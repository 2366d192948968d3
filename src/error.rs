//! Error types for content loading, configuration and rendering.

use std::path::PathBuf;
use thiserror::Error;

/// Root error type for everything the site library can fail at.
///
/// The reveal core itself is infallible; errors only come from reading
/// files, validating static data and rendering templates.
#[derive(Error, Debug)]
pub enum SiteError {
    /// A content or config file could not be read.
    #[error("failed to read {path:?}: {source}")]
    Io {
        path: PathBuf,
        #[source]
        source: std::io::Error,
    },

    /// JSON did not match the expected shape.
    #[error("failed to parse JSON: {0}")]
    Parse(#[from] serde_json::Error),

    /// Content parsed but violates an invariant (duplicate keys, bad links).
    #[error("invalid content: {0}")]
    InvalidContent(String),

    /// Motion or observer parameters out of range.
    #[error("invalid config: {0}")]
    InvalidConfig(String),

    /// Askama template failed to render.
    #[error("template error: {0}")]
    Render(#[from] askama::Error),
}

pub type SiteResult<T> = Result<T, SiteError>;
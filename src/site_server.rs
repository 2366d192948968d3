// Site Server Module
//
// Purpose: serve the rendered portfolio page plus read-only JSON views of
// its content and reveal timing. The contact form has no endpoint.

#[cfg(feature = "server")]
use axum::{
    extract::State,
    http::StatusCode,
    response::{IntoResponse, Json},
    routing::get,
    Router,
};

#[cfg(feature = "server")]
use tower_http::{compression::CompressionLayer, trace::TraceLayer};

#[cfg(feature = "server")]
use std::path::Path;

#[cfg(feature = "server")]
use std::sync::Arc;

#[cfg(feature = "server")]
use anyhow::Context;

#[cfg(feature = "server")]
use crate::config::SiteConfig;

#[cfg(feature = "server")]
use crate::content::PortfolioContent;

#[cfg(feature = "server")]
use crate::reveal::RevealSchedule;

#[cfg(feature = "server")]
use crate::web::handlers::pages::home_page;

// ============================================================================
// Application State
// ============================================================================

/// Immutable content and configuration, loaded once at startup.
#[cfg(feature = "server")]
#[derive(Clone)]
pub struct AppState {
    pub content: Arc<PortfolioContent>,
    pub config: Arc<SiteConfig>,
}

#[cfg(feature = "server")]
impl AppState {
    /// Load content and config. Missing paths fall back to the built-in defaults.
    pub fn new(content_path: Option<&Path>, config_path: Option<&Path>) -> anyhow::Result<Self> {
        let content = match content_path {
            Some(path) => PortfolioContent::load(path)
                .with_context(|| format!("Failed to load content from {:?}", path))?,
            None => {
                tracing::info!("No content file given, using built-in content");
                PortfolioContent::default()
            }
        };

        let config = match config_path {
            Some(path) => SiteConfig::load(path)
                .with_context(|| format!("Failed to load site config from {:?}", path))?,
            None => SiteConfig::default(),
        };

        Ok(Self::from_parts(content, config))
    }

    pub fn from_parts(content: PortfolioContent, config: SiteConfig) -> Self {
        Self {
            content: Arc::new(content),
            config: Arc::new(config),
        }
    }
}

// ============================================================================
// Router
// ============================================================================

#[cfg(feature = "server")]
pub fn create_router(state: AppState) -> Router {
    Router::new()
        // The page
        .route("/", get(home_page))
        // Health check
        .route("/health", get(health_check))
        // Read-only JSON views
        .route("/api/content", get(get_content))
        .route("/api/reveal/schedule", get(get_reveal_schedule))
        // Middleware (applied in reverse order)
        .layer(CompressionLayer::new()) // gzip + brotli compression
        .layer(TraceLayer::new_for_http()) // Request logging
        .with_state(state)
}

// ============================================================================
// Endpoint Handlers
// ============================================================================

#[cfg(feature = "server")]
async fn health_check() -> impl IntoResponse {
    Json(serde_json::json!({
        "status": "healthy",
        "timestamp": chrono::Utc::now().to_rfc3339()
    }))
}

#[cfg(feature = "server")]
async fn get_content(State(state): State<AppState>) -> Result<Json<serde_json::Value>, AppError> {
    let value = serde_json::to_value(&*state.content)
        .map_err(|e| AppError::Internal(e.to_string()))?;
    Ok(Json(value))
}

/// Per-section transition timing, the same values the page's CSS carries.
#[cfg(feature = "server")]
async fn get_reveal_schedule(State(state): State<AppState>) -> Json<RevealSchedule> {
    Json(RevealSchedule::new(
        &state.config.motion,
        &state.content.sections(),
    ))
}

// ============================================================================
// Error Handling
// ============================================================================

#[cfg(feature = "server")]
#[derive(Debug)]
pub enum AppError {
    Internal(String),
}

#[cfg(feature = "server")]
impl IntoResponse for AppError {
    fn into_response(self) -> axum::response::Response {
        let (status, message) = match self {
            AppError::Internal(msg) => {
                tracing::error!("Internal error: {}", msg);
                (StatusCode::INTERNAL_SERVER_ERROR, msg)
            }
        };

        let body = Json(serde_json::json!({
            "error": message
        }));

        (status, body).into_response()
    }
}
● ● ● ● ●
WHAT THIS TASK INVOLVES »
Note how many lines of the entries contain the string "match", then give that number by itself.

RESULT FOR THIS EXERCISE »
4